The Year of the Sun

The Sun is Having a Moment:

As 2024 draws to a close, one of the defining scientific themes of the year was public excitement about the star at the heart of our Solar System—the Sun.

In April, North America was captivated by a total solar eclipse, which crossed Mexico, Texas, swaths of the Midwest and New England, as well as northeastern Canada.

Occurring roughly every two years, total solar eclipses happen when the Moon passes between us and the Sun, casting a shadow on portions of our planet. During this type of eclipse, locations on Earth that are in the center of the Moon’s shadow are in what’s called the path of totality. They experience a few minutes where the Moon aligns exactly with the Sun, covering it entirely.

"The path of totality often falls over the ocean. So, the eclipse on April 8 presented an exciting opportunity to engage the public about astronomy, because totality passed through so many densely populated areas," explaine Carnegie Science Observatories Outreach Coordinator Jeff Rich. 

In order to capitalize on the enthusiasm about the event, Carnegie Science sent 29 astronomers to Dallas for the week to do outreach at local schools, parks, community centers, children’s hospitals, and other cultural institutions. In collaboration with the Perot Museum of Nature and Science, our experts were able to reach 32,000 North Texans in the week leading up to the eclipse.

“Access to STEM educational opportunities and scientists is so important for learners of all ages,” said Carnegie Science President John Mulchaey. “I was so proud to establish a partnership with the Perot Museum to bring information about the eclipse and eclipse safety to so many in the Dallas community.”

But attention on the Sun didn’t die down after the eclipse.

Thanks to increased activity due to intense solar storms in May and the Sun reaching its solar maximum period in October, many Americans were able to experience the aurora borealis for the first time in 2024.

These bright splashes of colored lights that dance across the sky are caused by charged particles shooting away from the Sun and interacting with Earth’s upper atmosphere. Because of our planet’s magnetic field, these particles are often pulled toward Earth’s poles. This means that the aurora borealis—and its southern hemisphere counterpart the aurora australis—are most often seen by those at latitudes that are closer to the poles.

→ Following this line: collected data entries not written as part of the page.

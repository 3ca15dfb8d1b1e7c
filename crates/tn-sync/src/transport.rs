//! Broadcast transport
//!
//! The host exposes a persistent event stream per named channel at
//! `GET /es/broadcast/subscribe?channel=<name>`; each event's `data` payload
//! is one JSON broadcast message. Publishing posts the same JSON back to the
//! mirrored `/es/broadcast/publish` path.

use std::time::Duration;

use async_trait::async_trait;
use futures_util::StreamExt;
use tokio::sync::mpsc;

use crate::error::SyncError;

/// Wire seam for the refresh-broadcast channel
///
/// Implementations deliver raw event payload strings; message parsing and
/// filtering happen in the client.
#[async_trait]
pub trait BroadcastTransport: Send + Sync {
    /// Open a persistent subscription to the named channel
    ///
    /// The receiver yields one string per event. It closes when the
    /// subscription is irrecoverably lost.
    async fn subscribe(&self, channel: &str) -> Result<mpsc::Receiver<String>, SyncError>;

    /// Send a payload to every subscriber of the named channel
    async fn publish(&self, channel: &str, payload: String) -> Result<(), SyncError>;
}

/// Server-sent-events transport over the host's HTTP API
pub struct SseTransport {
    client: reqwest::Client,
    base_url: String,
    max_consecutive_failures: u32,
}

impl SseTransport {
    /// Capacity of the decoded-event channel handed to subscribers
    const EVENT_BUFFER: usize = 64;

    /// Create a transport against the host at `base_url` (no trailing slash)
    #[must_use]
    pub fn new(base_url: impl Into<String>) -> Self {
        Self {
            client: reqwest::Client::new(),
            base_url: base_url.into(),
            max_consecutive_failures: 5,
        }
    }

    /// Override how many consecutive reconnect failures are tolerated before
    /// the subscription is abandoned
    #[inline]
    #[must_use]
    pub fn with_max_consecutive_failures(mut self, max: u32) -> Self {
        self.max_consecutive_failures = max;
        self
    }

    fn subscribe_url(&self, channel: &str) -> String {
        format!("{}/es/broadcast/subscribe?channel={channel}", self.base_url)
    }

    fn publish_url(&self, channel: &str) -> String {
        format!("{}/es/broadcast/publish?channel={channel}", self.base_url)
    }

    async fn open_stream(&self, url: &str) -> Result<reqwest::Response, SyncError> {
        let response = self.client.get(url).send().await?.error_for_status()?;
        Ok(response)
    }

    /// Pump one opened stream into the channel; returns when the stream ends
    async fn pump(
        response: reqwest::Response,
        decoder: &mut SseDecoder,
        tx: &mpsc::Sender<String>,
    ) -> Result<(), SyncError> {
        let mut body = response.bytes_stream();
        while let Some(chunk) = body.next().await {
            let chunk = chunk?;
            for event in decoder.feed(&chunk) {
                if tx.send(event).await.is_err() {
                    // subscriber dropped the receiver; stop pumping
                    return Ok(());
                }
            }
        }
        Ok(())
    }
}

#[async_trait]
impl BroadcastTransport for SseTransport {
    async fn subscribe(&self, channel: &str) -> Result<mpsc::Receiver<String>, SyncError> {
        let url = self.subscribe_url(channel);
        // surface the initial connection failure to the caller; reconnects
        // after that are best-effort
        let first = self.open_stream(&url).await?;
        tracing::info!(channel, "broadcast subscription opened");

        let (tx, rx) = mpsc::channel(Self::EVENT_BUFFER);
        let client = self.client.clone();
        let max_failures = self.max_consecutive_failures;
        tokio::spawn(async move {
            let mut decoder = SseDecoder::default();
            let mut response = Some(first);
            let mut failures: u32 = 0;

            loop {
                if let Some(stream) = response.take() {
                    match Self::pump(stream, &mut decoder, &tx).await {
                        Ok(()) => {}
                        Err(err) => tracing::debug!(%err, "broadcast stream interrupted"),
                    }
                    if tx.is_closed() {
                        return;
                    }
                    failures = 0;
                }

                // reconnect with capped exponential backoff
                let delay = Duration::from_secs(1 << failures.min(5));
                tokio::time::sleep(delay).await;
                match client.get(&url).send().await.and_then(reqwest::Response::error_for_status) {
                    Ok(reopened) => {
                        tracing::info!(%url, "broadcast subscription reopened");
                        response = Some(reopened);
                    }
                    Err(err) => {
                        failures += 1;
                        if failures >= max_failures {
                            tracing::warn!(
                                %err,
                                failures,
                                "broadcast subscription lost, continuing in local-only mode"
                            );
                            return;
                        }
                        tracing::debug!(%err, failures, "broadcast reconnect failed");
                    }
                }
            }
        });

        Ok(rx)
    }

    async fn publish(&self, channel: &str, payload: String) -> Result<(), SyncError> {
        self.client
            .post(self.publish_url(channel))
            .header(reqwest::header::CONTENT_TYPE, "application/json")
            .body(payload)
            .send()
            .await?
            .error_for_status()?;
        Ok(())
    }
}

/// Incremental `text/event-stream` decoder
///
/// Collects `data:` lines and emits one joined payload per blank-line event
/// boundary. Comment lines and non-`data` fields are ignored; CRLF line
/// endings are tolerated.
#[derive(Debug, Default)]
struct SseDecoder {
    buf: Vec<u8>,
    data: Vec<String>,
}

impl SseDecoder {
    /// Feed a chunk of bytes; returns every event completed by it
    fn feed(&mut self, chunk: &[u8]) -> Vec<String> {
        self.buf.extend_from_slice(chunk);
        let mut events = Vec::new();

        while let Some(pos) = self.buf.iter().position(|&b| b == b'\n') {
            let raw: Vec<u8> = self.buf.drain(..=pos).collect();
            let mut line = String::from_utf8_lossy(&raw[..raw.len() - 1]).into_owned();
            if line.ends_with('\r') {
                line.pop();
            }

            if line.is_empty() {
                if !self.data.is_empty() {
                    events.push(self.data.join("\n"));
                    self.data.clear();
                }
            } else if let Some(value) = line.strip_prefix("data:") {
                self.data.push(value.strip_prefix(' ').unwrap_or(value).to_string());
            } else if !line.starts_with(':') {
                // event/id/retry fields are irrelevant for this channel
                tracing::trace!(line = %line, "ignoring non-data SSE field");
            }
        }

        events
    }
}

#[cfg(test)]
mod tests {
    use super::*;
    use pretty_assertions::assert_eq;

    #[test]
    fn decoder_emits_on_blank_line() {
        let mut decoder = SseDecoder::default();
        assert!(decoder.feed(b"data: {\"sid\":\"a\"}\n").is_empty());
        assert_eq!(decoder.feed(b"\n"), vec!["{\"sid\":\"a\"}".to_string()]);
    }

    #[test]
    fn decoder_joins_multi_line_data() {
        let mut decoder = SseDecoder::default();
        let events = decoder.feed(b"data: line one\ndata: line two\n\n");
        assert_eq!(events, vec!["line one\nline two".to_string()]);
    }

    #[test]
    fn decoder_ignores_comments_and_other_fields() {
        let mut decoder = SseDecoder::default();
        let events = decoder.feed(b": keepalive\nevent: message\nid: 7\ndata: x\n\n");
        assert_eq!(events, vec!["x".to_string()]);
    }

    #[test]
    fn decoder_handles_crlf_and_split_chunks() {
        let mut decoder = SseDecoder::default();
        assert!(decoder.feed(b"data: par").is_empty());
        assert!(decoder.feed(b"tial\r\n").is_empty());
        assert_eq!(decoder.feed(b"\r\n"), vec!["partial".to_string()]);
    }

    #[test]
    fn decoder_data_without_space() {
        let mut decoder = SseDecoder::default();
        assert_eq!(decoder.feed(b"data:tight\n\n"), vec!["tight".to_string()]);
    }

    #[test]
    fn blank_lines_without_data_emit_nothing() {
        let mut decoder = SseDecoder::default();
        assert!(decoder.feed(b"\n\n: ping\n\n").is_empty());
    }

    #[test]
    fn transport_urls() {
        let transport = SseTransport::new("http://127.0.0.1:6806");
        assert_eq!(
            transport.subscribe_url("task-note-sync"),
            "http://127.0.0.1:6806/es/broadcast/subscribe?channel=task-note-sync"
        );
        assert_eq!(
            transport.publish_url("task-note-sync"),
            "http://127.0.0.1:6806/es/broadcast/publish?channel=task-note-sync"
        );
    }
}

However, at times of intense solar activity, the lights can be seen farther south, which is what happened on several occasions in 2024.

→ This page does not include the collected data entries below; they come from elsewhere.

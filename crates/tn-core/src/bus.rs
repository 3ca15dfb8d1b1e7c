//! In-process notification bus
//!
//! Replaces UI-toolkit event dispatch with an explicit publish/subscribe
//! channel carrying typed topics. Every notification optionally carries a
//! source tag so a view that originated an edit can ignore the resulting
//! notification instead of reloading twice.

use tokio::sync::broadcast;

/// Typed notification topics
#[derive(Debug, Clone, Copy, PartialEq, Eq, Hash)]
pub enum Topic {
    /// Task/reminder data changed
    ReminderUpdated,
    /// Project data changed
    ProjectUpdated,
    /// The person directory changed
    PersonUpdated,
}

/// A data-updated notification
#[derive(Debug, Clone, PartialEq, Eq)]
pub struct Notification {
    /// What changed
    pub topic: Topic,
    /// Origin tag for self-suppression; `None` for untagged updates
    pub source: Option<String>,
}

impl Notification {
    /// Untagged notification
    #[inline]
    #[must_use]
    pub fn new(topic: Topic) -> Self {
        Self {
            topic,
            source: None,
        }
    }

    /// Notification tagged with its origin
    #[inline]
    #[must_use]
    pub fn with_source(topic: Topic, source: impl Into<String>) -> Self {
        Self {
            topic,
            source: Some(source.into()),
        }
    }

    /// Whether this notification originated from the given tag
    #[inline]
    #[must_use]
    pub fn is_from(&self, tag: &str) -> bool {
        self.source.as_deref() == Some(tag)
    }
}

/// Publish/subscribe bus for data-updated notifications
///
/// Backed by a [`tokio::sync::broadcast`] channel. Receivers that lag simply
/// skip missed notifications; since every consumer performs a full re-fetch
/// of current state, a lost notification is subsumed by the next one.
#[derive(Debug, Clone)]
pub struct NotificationBus {
    tx: broadcast::Sender<Notification>,
}

impl NotificationBus {
    /// Create a bus with the given channel capacity
    #[must_use]
    pub fn new(capacity: usize) -> Self {
        let (tx, _rx) = broadcast::channel(capacity);
        Self { tx }
    }

    /// Publish a notification to all current subscribers
    ///
    /// Returns the number of subscribers the notification reached. Publishing
    /// with no subscribers is not an error.
    pub fn publish(&self, notification: Notification) -> usize {
        tracing::debug!(?notification, "publishing notification");
        self.tx.send(notification).unwrap_or(0)
    }

    /// Subscribe to all future notifications
    #[must_use]
    pub fn subscribe(&self) -> broadcast::Receiver<Notification> {
        self.tx.subscribe()
    }

    /// Number of live subscribers
    #[inline]
    #[must_use]
    pub fn subscriber_count(&self) -> usize {
        self.tx.receiver_count()
    }
}

impl Default for NotificationBus {
    fn default() -> Self {
        Self::new(64)
    }
}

“Although Carnegie Science does not currently have any solar astronomers on staff, research on the Sun was critical to our Observatories founding,” said Mulchaey. “In 1904, George Ellery Hale convinced the institution to fund his vision for Mount Wilson Observatory, starting with a solar telescope and later expanding to include the 60-inch and 100-inch reflector telescopes.”

And solar astronomy is still an active part of daily operations at Mount Wilson. For 47 years, Steve Padilla has used the observatory’s 150-foot solar telescope to make drawings of the Sun’s surface, most of which are stored in the Carnegie Science Observatory’s archives.

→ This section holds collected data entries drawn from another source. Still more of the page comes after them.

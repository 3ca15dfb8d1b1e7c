//! TaskNote Sync
//!
//! Client-side refresh-broadcast machinery:
//! - [`BroadcastTransport`]: the wire seam ([`SseTransport`] is the
//!   reqwest-backed implementation against the host's event-stream endpoint)
//! - [`BroadcastClient`]: subscribes to a named channel, filters out its own
//!   messages, and turns accepted `REFRESH_DATA` messages into forced reloads
//!   plus tagged bus notifications
//! - [`ReloadGuard`]: the coalescing state machine that keeps at most one
//!   reconciliation pass in flight without ever dropping a request
//!
//! Nothing here assumes ordered delivery: every reload is a full re-fetch of
//! current state, so out-of-order messages converge on the same result.

#![warn(unreachable_pub)]
#![allow(missing_docs)]

pub mod client;
pub mod error;
pub mod guard;
pub mod transport;

pub use client::{BroadcastClient, RefreshPublisher, SyncConfig, BROADCAST_SOURCE, DEFAULT_CHANNEL};
pub use error::SyncError;
pub use guard::{GuardState, ReloadGuard, ReloadOutcome};
pub use transport::{BroadcastTransport, SseTransport};

/// Version of this crate
pub const VERSION: &str = env!("CARGO_PKG_VERSION");
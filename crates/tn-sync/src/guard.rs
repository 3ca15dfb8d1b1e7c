//! Reload guard
//!
//! Coalescing state machine for reconciliation passes: at most one reload is
//! in flight at a time, and a request arriving during a pass is remembered in
//! a depth-1 pending flag instead of queuing. A burst of N requests while one
//! pass runs therefore completes at most two passes - the one in flight plus
//! one follow-up capturing the latest state. The pending flag is re-checked
//! after every pass, so a request arriving during the follow-up still gets
//! its own pass and no update is ever dropped.

use std::fmt::Display;
use std::future::Future;
use std::sync::atomic::{AtomicU64, Ordering};
use std::sync::{Arc, Mutex};

use tn_core::{Notifier, TracingNotifier};

/// Observable guard state
#[derive(Debug, Clone, Copy, PartialEq, Eq)]
pub enum GuardState {
    /// No reconciliation pass in flight
    Idle,
    /// A pass is running
    Loading,
}

/// What happened to a reload request
#[derive(Debug, Clone, Copy, PartialEq, Eq)]
pub enum ReloadOutcome {
    /// This call ran the pass (and any follow-ups) to completion
    Completed,
    /// A pass was already in flight; the request was folded into it
    Coalesced,
}

#[derive(Debug, Default)]
struct Flags {
    loading: bool,
    pending: bool,
}

/// The coalescing reload guard
///
/// Failures inside a pass are surfaced once through the injected [`Notifier`]
/// and never leave the guard stuck in the loading state.
pub struct ReloadGuard {
    flags: Mutex<Flags>,
    completed_passes: AtomicU64,
    notifier: Arc<dyn Notifier>,
}

impl ReloadGuard {
    /// Create a guard reporting failures through the given notifier
    #[must_use]
    pub fn new(notifier: Arc<dyn Notifier>) -> Self {
        Self {
            flags: Mutex::new(Flags::default()),
            completed_passes: AtomicU64::new(0),
            notifier,
        }
    }

    fn lock_flags(&self) -> std::sync::MutexGuard<'_, Flags> {
        // a poisoned lock must not leave the guard stuck in Loading
        self.flags
            .lock()
            .unwrap_or_else(std::sync::PoisonError::into_inner)
    }

    /// Current state
    #[must_use]
    pub fn state(&self) -> GuardState {
        if self.lock_flags().loading {
            GuardState::Loading
        } else {
            GuardState::Idle
        }
    }

    /// Total passes run to completion (successful or failed)
    #[inline]
    #[must_use]
    pub fn completed_passes(&self) -> u64 {
        self.completed_passes.load(Ordering::SeqCst)
    }

    /// Request a reconciliation pass
    ///
    /// If the guard is idle this call runs `reload` (and one follow-up per
    /// pending flag set while it ran) and returns `Completed`. If a pass is
    /// already in flight the pending flag is set and the call returns
    /// `Coalesced` immediately - requests are never queued unboundedly.
    ///
    /// The returned future may be dropped mid-pass (an aborted listener
    /// task); the guard returns to `Idle` in that case as well.
    pub async fn request<F, Fut, E>(&self, reload: F) -> ReloadOutcome
    where
        F: Fn() -> Fut,
        Fut: Future<Output = Result<(), E>>,
        E: Display,
    {
        {
            let mut flags = self.lock_flags();
            if flags.loading {
                flags.pending = true;
                tracing::debug!("reload already in flight, coalescing request");
                return ReloadOutcome::Coalesced;
            }
            flags.loading = true;
        }

        // clears `loading` if this future is dropped at an await point;
        // disarmed on the normal exit path, which releases the flag inside
        // the same critical section as the final pending check
        let mut reset = ResetOnDrop {
            guard: self,
            armed: true,
        };

        loop {
            let result = reload().await;
            self.completed_passes.fetch_add(1, Ordering::SeqCst);

            if let Err(err) = result {
                tracing::warn!(%err, "reconciliation pass failed");
                self.notifier.notify(&format!("Reloading tasks failed: {err}")).await;
            }

            let run_again = {
                let mut flags = self.lock_flags();
                if flags.pending {
                    flags.pending = false;
                    true
                } else {
                    flags.loading = false;
                    false
                }
            };
            if !run_again {
                reset.armed = false;
                return ReloadOutcome::Completed;
            }
        }
    }
}

struct ResetOnDrop<'a> {
    guard: &'a ReloadGuard,
    armed: bool,
}

impl Drop for ResetOnDrop<'_> {
    fn drop(&mut self) {
        if self.armed {
            self.guard.lock_flags().loading = false;
        }
    }
}

impl Default for ReloadGuard {
    fn default() -> Self {
        Self::new(Arc::new(TracingNotifier))
    }
}
//! Error types for TaskNote sync

/// Broadcast transport errors
///
/// All of these are treated as degradations, never as fatal conditions: a
/// client that cannot reach the channel keeps working in local-only mode.
#[derive(Debug, thiserror::Error)]
pub enum SyncError {
    /// The HTTP request to the host failed
    #[error("broadcast request failed: {0}")]
    Http(#[from] reqwest::Error),

    /// The transport could not deliver or receive
    #[error("broadcast transport failed: {0}")]
    Transport(String),
}
//! Demo binary
//!
//! Runs the plugin against an in-memory host store seeded with sample data,
//! with the broadcast channel pointed at a real host endpoint. Prints a
//! one-line column summary every time the board publishes a new snapshot.

use std::sync::Arc;

use anyhow::Result;
use clap::Parser;
use tn_core::TracingNotifier;
use tn_plugin::TaskNotePlugin;
use tn_store::{HostStore, JsonMap, MemoryHostStore};
use tn_sync::{SseTransport, SyncConfig, DEFAULT_CHANNEL};
use tracing_subscriber::EnvFilter;

#[derive(Debug, Parser)]
#[command(name = "tn-demo", about = "TaskNote plugin demo", version)]
struct Args {
    /// Host API base URL for the broadcast channel
    #[arg(long, default_value = "http://127.0.0.1:6806")]
    base_url: String,

    /// Broadcast channel name
    #[arg(long, default_value = DEFAULT_CHANNEL)]
    channel: String,

    /// Session id; generated when omitted
    #[arg(long)]
    sid: Option<String>,
}

#[tokio::main]
async fn main() -> Result<()> {
    tracing_subscriber::fmt()
        .with_env_filter(EnvFilter::try_from_default_env().unwrap_or_else(|_| "info".into()))
        .init();

    let args = Args::parse();
    let mut config = SyncConfig::new().with_channel(args.channel);
    if let Some(sid) = args.sid {
        config = config.with_sid(sid);
    }

    let store = Arc::new(MemoryHostStore::new());
    seed(&store).await?;

    let plugin = TaskNotePlugin::new(
        Arc::clone(&store) as Arc<dyn HostStore>,
        Arc::new(SseTransport::new(args.base_url)),
        config,
        Arc::new(TracingNotifier),
    );
    plugin.directory().initialize().await?;
    plugin.directory().add_person("Alice").await?;
    plugin.directory().add_person("Bob").await?;
    plugin.activate().await?;

    let mut snapshots = plugin.board().subscribe();
    loop {
        tokio::select! {
            changed = snapshots.changed() => {
                if changed.is_err() {
                    break;
                }
                let snapshot = snapshots.borrow_and_update().clone();
                let summary: Vec<String> = snapshot
                    .columns
                    .iter()
                    .map(|c| format!("{}: {}", c.name, c.tasks.len()))
                    .collect();
                println!("board: {}", summary.join(" | "));
            }
            _ = tokio::signal::ctrl_c() => break,
        }
    }

    plugin.deactivate().await;
    Ok(())
}

async fn seed(store: &Arc<MemoryHostStore>) -> Result<()> {
    let mut data = JsonMap::new();
    data.insert(
        "demo-1".to_string(),
        serde_json::json!({
            "id": "demo-1",
            "title": "Draft release notes",
            "priority": "high",
            "createdTime": "2026-08-20 09:00:00"
        }),
    );
    data.insert(
        "demo-2".to_string(),
        serde_json::json!({
            "id": "demo-2",
            "title": "Review onboarding doc",
            "note": "waiting on Bob",
            "priority": "medium",
            "createdTime": "2026-08-21 14:30:00"
        }),
    );
    store.save_reminder_data(&data).await?;
    Ok(())
}
//! Error types for TaskNote board

use tn_store::StoreError;

/// Board reconciliation errors
#[derive(Debug, thiserror::Error)]
pub enum BoardError {
    /// The host storage layer failed during a reload
    #[error(transparent)]
    Store(#[from] StoreError),
}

Nearly every day for the better part of five decades—excluding a short interlude in the early 2000s—Padilla has contributed to a record of sunspots and solar activity that dates back to 1917. He says the length of this data set—accomplished using the same methods and tools—makes it particularly valuable to researchers from NASA and elsewhere.

“You can’t beat living up here at Mount Wilson,” Padilla concluded. “What’s better than spending your retirement days up here?”

As the solar maximum continues into 2025, he’s sure to gain new interest in his efforts.